Christine Casey MRIA: Architectural historian
Professor Casey argues for the role of creative craft skill as a primary agent in architectural production, and for a reframing of craftsmanship as a tangible exemplar for a dangerously cerebral society.
Christine Casey MRIA, is professor in Architectural History at the Department of History of Art and Architecture, Trinity College Dublin
Since childhood I have been absorbed by the structures that human beings make in the world, from the kerbstones of Newgrange to the rubble walls of demesne, farmyard and field that frame and fragment the rural landscape. Great buildings and small opened a way to the past as vivid and enduring as the rare documents that explained how and why they came into being. Architectural history was then an emerging discipline in Ireland, promoted with passion by scholars of international renown. Through their eyes, every-day, taken-for-granted buildings, such as shops, schools, banks and terraced houses became treasure troves of subtle design and ingenious workmanship. Passion engendered zeal and two decades were spent in extensive research and publication on the architecture of Ireland’s regions and capital; no street nor building beneath notice.
Throughout, a persistent interest emerged in the materiality and execution of these structures and the characteristics that distinguished them from buildings elsewhere. Why are the Georgian red-brick terraces of Dublin so consistently plain? Built without the stone stringcourses, cornices and ornaments of British cities? Why has Dublin such profuse plasterwork interiors? Why do the monumental buildings of Dublin have a significantly different colour palette from those of London, Oxford or Bath? In short, how is the material and technological history of Ireland’s cities, towns and countryside written into historic buildings, and what does this tell us about the aspirations and concerns of those who commissioned and built them?
Considering these questions ultimately led me to explore a wider positioning of Ireland’s eighteenth-century craft tradition within a British and European context, a voyage of site and archival discovery that is unfortunately inconceivable in the current restricted circumstances. These investigations revealed shared characteristics with the regions of the Holy Roman Empire in Germany, Austria, the Netherlands and Central Europe and a cohesive pan-European craft tradition that ultimately gave rise to a distinctive local practice in Ireland. Craft skills know no boundaries.
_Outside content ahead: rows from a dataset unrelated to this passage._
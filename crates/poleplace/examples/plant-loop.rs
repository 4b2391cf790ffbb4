//! Closed loop against an in-process controller.
//!
//! Runs the control server on a loopback port and drives it with a toy
//! discrete plant, one session per sample, printing the trajectory.
//!
//! Run with:
//!   cargo run --example plant-loop

use std::thread;

use poleplace::codec::{Quantizer, Request};
use poleplace::control::Controller;
use poleplace::session::{exchange, MemorySink, Server, ServerConfig};
use poleplace::transport::ListenerConfig;

const STEPS: usize = 12;

fn main() -> Result<(), Box<dyn std::error::Error>> {
    let config = ServerConfig {
        listener: ListenerConfig::loopback(),
        max_sessions: Some(STEPS),
        ..ServerConfig::default()
    };
    let mut server = Server::bind(config, Controller::default(), MemorySink::new())?;
    let addr = server.local_addr();
    eprintln!("controller listening on {addr}");

    let handle = thread::spawn(move || {
        let summary = server.serve(|_| {})?;
        Ok::<_, poleplace::session::SessionError>((summary, server.into_sink()))
    });

    let quantizer = Quantizer::default();
    let (mut vo, mut v1) = (2.0f32, 0.0f32);
    for step in 0..STEPS {
        let request = Request::new(quantizer.quantize(vo), quantizer.quantize(v1));
        let response = exchange(addr, request)?;
        let vi = quantizer.dequantize(response.vi);
        println!("{step:2} vo={vo:+.4} v1={v1:+.4} vi={vi:+.4}");

        // First-order plant with one sample of memory.
        v1 = vo;
        vo = 0.9 * vo + 0.3 * vi;
    }

    let (summary, sink) = handle.join().map_err(|_| "server thread panicked")??;
    eprintln!(
        "served {} sessions, {} logged records",
        summary.completed,
        sink.records().len()
    );
    Ok(())
}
My research led me to explore a wider positioning of Ireland’s eighteenth-century craft tradition within a British and European context. These investigations revealed shared characteristics with the regions of the Holy Roman Empire in Germany, Austria, the Netherlands and Central Europe and a cohesive pan-European craft tradition that ultimately gave rise to a distinctive local practice in Ireland… Craft skill is, I argue, a primary agent in architectural production.
They do, however, know limitations and loss; this has particularly been so since the mid twentieth century, when traditional craft practice has been progressively displaced by mechanisation and mass production. Finished plaster board now supplants traditional plasterwork. Dwindling opportunity channelled surviving craft practice into architectural conservation, which has provided a lifeline for the maintenance both of tangible cultural heritage in the form of buildings and monuments, and the equally important intangible cultural heritage of carving, modelling, joinery, etc. The Office of Public Works, The Heritage Council, Dublin Civic Trust, Irish Georgian Society, the Royal Institute of the Architects of Ireland, and others, actively promote the maintenance and development of traditional craft skills in architecture.
My current research contributes to this work by developing a skills-based history of eighteenth-century architecture: CRAFTVALUE is an IRC Advanced Laureate project based in TCD, which focuses on the contribution of craft to the achievement of eighteenth-century classicism.—Rejected by modernism, demeaned by the conceptual ‘turn’ and too often reduced to its representative or social functions—craft skill is, I argue, a primary agent in architectural production. In the wider context, this accords with Richard Sennett’s reframing of craftsmanship as a tangible exemplar for a dangerously cerebral society; ‘there is nothing inevitable about becoming skilled, there is nothing mindlessly mechanical about technique itself’. Reflecting a wider scholarship in artisanal and technological history, Sennett developed a compelling critique of societal failure ‘in making connections between head and hand’ and a persuasive argument for craft practice as a behavioural model: ‘prepare, dwell in mistakes, recover form’. This is not simply, to use Joseph Roth’s phrase, to ‘hang sentimental weights on the winged feet of time’, but rather to assess what is worth keeping in an increasingly challenged architectural environment. While the dominance of academic credentialism has militated against valorisation of craft apprenticeship in society, there are encouraging signs that the tide may turn.